◆ Work order ◆
Reproduce the listing in full. Keep every character unchanged.

◆ Provided records ◆
>>>>>
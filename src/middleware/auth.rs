// SPDX-License-Identifier: MIT
// Copyright 2026 Roland Dreier <roland@rolandd.dev>

//! JWT session authentication middleware.

use crate::AppState;
use axum::{
    extract::{Request, State},
    http::{header, StatusCode},
    middleware::Next,
    response::Response,
};
use axum_extra::extract::cookie::CookieJar;
use jsonwebtoken::{decode, Algorithm, DecodingKey, Validation};
use serde::{Deserialize, Serialize};
use std::sync::Arc;

/// HttpOnly cookie carrying the session JWT.
pub const SESSION_COOKIE: &str = "statcard_session";

/// Session lifetime.
pub const SESSION_TTL_SECS: i64 = 30 * 24 * 60 * 60;

/// JWT claims structure.
#[derive(Debug, Serialize, Deserialize, Clone)]
pub struct Claims {
    /// Subject (Strava athlete ID)
    pub sub: String,
    /// Expiration time (Unix timestamp)
    pub exp: usize,
    /// Issued at (Unix timestamp)
    pub iat: usize,
}

/// Authenticated user extracted from JWT.
#[derive(Debug, Clone)]
pub struct AuthUser {
    pub athlete_id: u64,
}

/// Session token from the cookie, or from an `Authorization: Bearer` header.
pub fn session_token(jar: &CookieJar, headers: &axum::http::HeaderMap) -> Option<String> {
    if let Some(cookie) = jar.get(SESSION_COOKIE) {
        return Some(cookie.value().to_string());
    }

    headers
        .get(header::AUTHORIZATION)
        .and_then(|h| h.to_str().ok())
        .and_then(|h| h.strip_prefix("Bearer "))
        .map(|t| t.trim().to_string())
}

/// Validate a session JWT and return the athlete it belongs to.
pub fn verify_jwt(token: &str, signing_key: &[u8]) -> Option<u64> {
    let key = DecodingKey::from_secret(signing_key);
    let validation = Validation::new(Algorithm::HS256);

    decode::<Claims>(token, &key, &validation)
        .ok()?
        .claims
        .sub
        .parse()
        .ok()
}

/// Middleware that requires valid JWT authentication.
pub async fn require_auth(
    State(state): State<Arc<AppState>>,
    jar: CookieJar,
    mut request: Request,
    next: Next,
) -> Result<Response, StatusCode> {
    let token = session_token(&jar, request.headers()).ok_or(StatusCode::UNAUTHORIZED)?;

    let athlete_id =
        verify_jwt(&token, &state.config.jwt_signing_key).ok_or(StatusCode::UNAUTHORIZED)?;

    request.extensions_mut().insert(AuthUser { athlete_id });

    Ok(next.run(request).await)
}

/// Create a JWT for a user session.
pub fn create_jwt(athlete_id: u64, signing_key: &[u8]) -> anyhow::Result<String> {
    use jsonwebtoken::{encode, EncodingKey, Header};

    let now = usize::try_from(crate::time_utils::unix_now())?;

    let claims = Claims {
        sub: athlete_id.to_string(),
        iat: now,
        exp: now + SESSION_TTL_SECS as usize,
    };

    Ok(encode(
        &Header::new(Algorithm::HS256),
        &claims,
        &EncodingKey::from_secret(signing_key),
    )?)
}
<<<<<
◆ Answer box ◆
filename src/middleware/auth.rs
// SPDX-License-Identifier: MIT
// Copyright 2026 Roland Dreier <roland@rolandd.dev>

//! JWT session authentication middleware.

use crate::AppState;
use axum::{
    extract::{Request, State},
    http::{header, StatusCode},
    middleware::Next,
    response::Response,
};
use axum_extra::extract::cookie::CookieJar;
use jsonwebtoken::{decode, Algorithm, DecodingKey, Validation};
use serde::{Deserialize, Serialize};
use std::sync::Arc;

/// HttpOnly cookie carrying the session JWT.
pub const SESSION_COOKIE: &str = "statcard_session";

/// Session lifetime.
pub const SESSION_TTL_SECS: i64 = 30 * 24 * 60 * 60;

/// JWT claims structure.
#[derive(Debug, Serialize, Deserialize, Clone)]
pub struct Claims {
    /// Subject (Strava athlete ID)
    pub sub: String,
    /// Expiration time (Unix timestamp)
    pub exp: usize,
    /// Issued at (Unix timestamp)
    pub iat: usize,
}

/// Authenticated user extracted from JWT.
#[derive(Debug, Clone)]
pub struct AuthUser {
    pub athlete_id: u64,
}

/// Session token from the cookie, or from an `Authorization: Bearer` header.
pub fn session_token(jar: &CookieJar, headers: &axum::http::HeaderMap) -> Option<String> {
    if let Some(cookie) = jar.get(SESSION_COOKIE) {
        return Some(cookie.value().to_string());
    }

    headers
        .get(header::AUTHORIZATION)
        .and_then(|h| h.to_str().ok())
        .and_then(|h| h.strip_prefix("Bearer "))
        .map(|t| t.trim().to_string())
}

/// Validate a session JWT and return the athlete it belongs to.
pub fn verify_jwt(token: &str, signing_key: &[u8]) -> Option<u64> {
    let key = DecodingKey::from_secret(signing_key);
    let validation = Validation::new(Algorithm::HS256);

    decode::<Claims>(token, &key, &validation)
        .ok()?
        .claims
        .sub
        .parse()
        .ok()
}

/// Middleware that requires valid JWT authentication.
pub async fn require_auth(
    State(state): State<Arc<AppState>>,
    jar: CookieJar,
    mut request: Request,
    next: Next,
) -> Result<Response, StatusCode> {
    let token = session_token(&jar, request.headers()).ok_or(StatusCode::UNAUTHORIZED)?;

    let athlete_id =
        verify_jwt(&token, &state.config.jwt_signing_key).ok_or(StatusCode::UNAUTHORIZED)?;

    request.extensions_mut().insert(AuthUser { athlete_id });

    Ok(next.run(request).await)
}

/// Create a JWT for a user session.
pub fn create_jwt(athlete_id: u64, signing_key: &[u8]) -> anyhow::Result<String> {
    use jsonwebtoken::{encode, EncodingKey, Header};

    let now = usize::try_from(crate::time_utils::unix_now())?;

    let claims = Claims {
        sub: athlete_id.to_string(),
        iat: now,
        exp: now + SESSION_TTL_SECS as usize,
    };

    Ok(encode(
        &Header::new(Algorithm::HS256),
        &claims,
        &EncodingKey::from_secret(signing_key),
    )?)
}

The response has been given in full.